AimWe present the baseline characteristics of the PREFERS Stockholm epidemiological study on the natural history and course of new onset heart failure (HF) aiming to improve phenotyping focusing on HF with preserved left ventricular ejection fraction (HFpEF) pathophysiology. Methods and resultsNew onset HF patients diagnosed in hospital or at outpatient HF clinics were included at five Stockholm hospitals 2015-2018 and characterized by N-terminal pro brain natriuretic peptide (NT-proBNP), biomarkers, echocardiography, and cardiac magnetic resonance imaging (subset). HFpEF [left ventricular ejection fraction (LVEF) ≥ 50%] was compared with HF with mildly reduced LVEF (HFmrEF; LVEF 41-49%) and with HF with reduced LVEF (HFrEF; LVEF ≤ 40%). We included 547 patients whereof HFpEF (n = 137; 25%), HFmrEF (n = 61; 11%), and HFrEF (n = 349; 64%). HFpEF patients were older (76; 70-81 years; median; interquartile range) than HFrEF (67; 58-74; P < 0.001), more often women (49% vs. 30%; P < 0.001), and had significantly higher comorbidity burden. They more often had atrial fibrillation, hypertension, and renal dysfunction. NT-proBNP was lower in HFpEF (896; 462-1645 ng/L) than in HFrEF (1160; 563-2370; P = 0.005). In HFpEF, left ventricular (LV) diameters and volumes were smaller (P < 0.001) and septal and posterior wall thickness and relative wall thickness higher (P < 0.001). E/é ≥ 14 was present in 26% of HFpEF vs. 32% of HFrEF (P = 0.017) and left atrial volume index > 34 mL/m 2 in 57% vs. 61% (P = 0.040).
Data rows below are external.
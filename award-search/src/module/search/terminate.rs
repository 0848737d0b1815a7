///! Early-termination bookkeeping
use chrono::NaiveDate;

/// Countdown over distinct departure dates that produced no awards.
///
/// The counter starts at the configured threshold (0 disables the tracker
/// entirely), loses one each time a departure date finishes with zero
/// awards, and snaps back to the threshold the moment any date finds one.
/// Once it goes negative the run stops issuing queries.
#[derive(Debug)]
pub struct TerminationTracker {
    threshold: i64,
    remaining: i64,
    /// Date currently being processed and whether it has found awards
    current: Option<(NaiveDate, bool)>,
}

impl TerminationTracker {
    pub fn new(threshold: u32) -> Self {
        Self {
            threshold: threshold as i64,
            remaining: threshold as i64,
            current: None,
        }
    }

    pub fn enabled(&self) -> bool {
        self.threshold > 0
    }

    /// Note that a query for `date` is about to run. Finishes the previous
    /// date's accounting on the first query of each new date. Returns true
    /// when the run should stop instead.
    pub fn advance(&mut self, date: NaiveDate) -> bool {
        if !self.enabled() {
            return false;
        }
        if let Some((current, _)) = self.current {
            if current == date {
                return false;
            }
        }
        if let Some((_, found)) = self.current.take() {
            if !found {
                self.remaining -= 1;
            }
        }
        self.current = Some((date, false));
        self.remaining < 0
    }

    /// Record how many awards the last query produced.
    pub fn record_awards(&mut self, count: usize) {
        if count == 0 {
            return;
        }
        self.remaining = self.threshold;
        if let Some((date, _)) = self.current {
            self.current = Some((date, true));
        }
    }
}

#[cfg(test)]
mod tests {
    use super::*;

    fn date(s: &str) -> NaiveDate {
        s.parse().unwrap()
    }

    #[test]
    fn test_disabled_never_stops() {
        let mut tracker = TerminationTracker::new(0);
        for day in ["2024-01-01", "2024-01-02", "2024-01-03", "2024-01-04"] {
            assert!(!tracker.advance(date(day)));
            tracker.record_awards(0);
        }
    }

    #[test]
    fn test_stops_after_threshold_plus_one_empty_days() {
        let mut tracker = TerminationTracker::new(2);
        assert!(!tracker.advance(date("2024-01-01")));
        tracker.record_awards(0);
        assert!(!tracker.advance(date("2024-01-02")));
        tracker.record_awards(0);
        assert!(!tracker.advance(date("2024-01-03")));
        tracker.record_awards(0);
        // Three empty dates have drained the countdown below zero.
        assert!(tracker.advance(date("2024-01-04")));
    }

    #[test]
    fn test_award_resets_countdown() {
        let mut tracker = TerminationTracker::new(2);
        assert!(!tracker.advance(date("2024-01-01")));
        tracker.record_awards(0);
        assert!(!tracker.advance(date("2024-01-02")));
        tracker.record_awards(3);
        assert!(!tracker.advance(date("2024-01-03")));
        tracker.record_awards(0);
        assert!(!tracker.advance(date("2024-01-04")));
        tracker.record_awards(0);
        assert!(!tracker.advance(date("2024-01-05")));
        tracker.record_awards(0);
        assert!(tracker.advance(date("2024-01-06")));
    }

    #[test]
    fn test_decrements_once_per_date_not_per_query() {
        let mut tracker = TerminationTracker::new(1);
        // Two queries on the same empty date count once.
        assert!(!tracker.advance(date("2024-01-01")));
        tracker.record_awards(0);
        assert!(!tracker.advance(date("2024-01-01")));
        tracker.record_awards(0);
        assert!(!tracker.advance(date("2024-01-02")));
        tracker.record_awards(0);
        assert!(tracker.advance(date("2024-01-03")));
    }
}
///! JSON-file backed store
///!
///! The whole database is one JSON document under the data directory,
///! loaded at open and rewritten after every mutation. Runs are strictly
///! sequential with at most one write in flight, so this is safe and keeps
///! the stored data trivially inspectable.

use serde::{Deserialize, Serialize};
use std::collections::HashMap;
use std::fs;
use std::path::{Path, PathBuf};

use award_common::{Award, Query, RouteKey};

use crate::engine::SearchResults;
use crate::error::StorageError;

use super::{
    build_route_map, RequestId, RouteHistory, Storage, StoredAward, StoredRequest,
};

const DB_FILE: &str = "awards-db.json";

#[derive(Debug, Default, Serialize, Deserialize)]
struct StoreState {
    next_request_id: RequestId,
    requests: Vec<StoredRequest>,
    awards: Vec<StoredAward>,
}

pub struct JsonStore {
    path: PathBuf,
    state: StoreState,
}

impl JsonStore {
    /// Open (or create) the store under `data_dir`.
    pub fn open(data_dir: &Path) -> Result<Self, StorageError> {
        fs::create_dir_all(data_dir)?;
        let path = data_dir.join(DB_FILE);
        let state = if path.exists() {
            let content = fs::read_to_string(&path)?;
            serde_json::from_str(&content)?
        } else {
            StoreState {
                next_request_id: 1,
                ..StoreState::default()
            }
        };
        tracing::debug!(
            "Opened store at {:?}: {} requests, {} awards",
            path,
            state.requests.len(),
            state.awards.len()
        );
        Ok(Self { path, state })
    }

    fn flush(&self) -> Result<(), StorageError> {
        let content = serde_json::to_string_pretty(&self.state)?;
        fs::write(&self.path, content)?;
        Ok(())
    }
}

impl Storage for JsonStore {
    fn find(&self, query: &Query) -> Result<HashMap<RouteKey, RouteHistory>, StorageError> {
        Ok(build_route_map(
            query,
            &self.state.requests,
            &self.state.awards,
        ))
    }

    fn save_request(&mut self, results: &SearchResults) -> Result<RequestId, StorageError> {
        let query = &results.query;
        let id = self.state.next_request_id;
        self.state.next_request_id += 1;
        self.state.requests.push(StoredRequest {
            id,
            engine: query.engine.clone(),
            partners: query.partners,
            from_city: query.from_city.clone(),
            to_city: query.to_city.clone(),
            depart_date: query.depart_date,
            return_date: query.return_date,
            cabin: query.cabin,
            quantity: query.quantity,
            received_at: chrono::Utc::now(),
        });
        self.flush()?;
        Ok(id)
    }

    fn save_awards(&mut self, request_id: RequestId, awards: &[Award]) -> Result<(), StorageError> {
        for award in awards {
            self.state
                .awards
                .push(StoredAward::from_award(request_id, award));
        }
        self.flush()
    }

    fn close(&mut self) -> Result<(), StorageError> {
        self.flush()
    }
}

#[cfg(test)]
mod tests {
    use super::*;
    use crate::test_support::{empty_award, test_query};

    fn temp_data_dir(tag: &str) -> PathBuf {
        let dir = std::env::temp_dir().join(format!(
            "award-search-test-{}-{}",
            tag,
            std::process::id()
        ));
        let _ = fs::remove_dir_all(&dir);
        dir
    }

    #[test]
    fn test_roundtrip() {
        let dir = temp_data_dir("roundtrip");
        let query = test_query("SFO", "SIN", "2024-03-01", None, 1);

        {
            let mut store = JsonStore::open(&dir).unwrap();
            let results = SearchResults::new(query.clone());
            let id = store.save_request(&results).unwrap();
            store.save_awards(id, &[empty_award(&query)]).unwrap();
            store.close().unwrap();
        }

        // Reopen and confirm the history survived the process boundary.
        let store = JsonStore::open(&dir).unwrap();
        let map = store.find(&query).unwrap();
        let history = map.get(&RouteKey::outbound(&query)).unwrap();
        assert_eq!(history.requests.len(), 1);
        assert_eq!(history.requests[0].quantity, 1);
        assert_eq!(history.awards.len(), 1);
        assert!(history.awards[0].confirmed_empty());

        let _ = fs::remove_dir_all(&dir);
    }

    #[test]
    fn test_request_ids_monotonic() {
        let dir = temp_data_dir("ids");
        let mut store = JsonStore::open(&dir).unwrap();
        let query = test_query("SFO", "SIN", "2024-03-01", None, 1);
        let a = store.save_request(&SearchResults::new(query.clone())).unwrap();
        let b = store.save_request(&SearchResults::new(query)).unwrap();
        assert!(b > a);
        let _ = fs::remove_dir_all(&dir);
    }
}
HFmrEF patients were intermediary between HFpEF and HFrEF for LV mass, LV volumes, and RV volumes but had the highest proportion of left ventricular hypertrophy and the lowest proportion of elevated E/é. Conclusions Phenotype data in new onset HF patients recruited in a broad clinical setting showed that 25% had HFpEF, were older, more often women, and had greater comorbidity burden. PREFERS is well suited to further explore biomarker and imaging components of HFpEF pathophysiology and may contribute to the emerging knowledge of HF epidemiology. Clinical trial registration: Clinicaltrials.gov identifier: NCT03671122.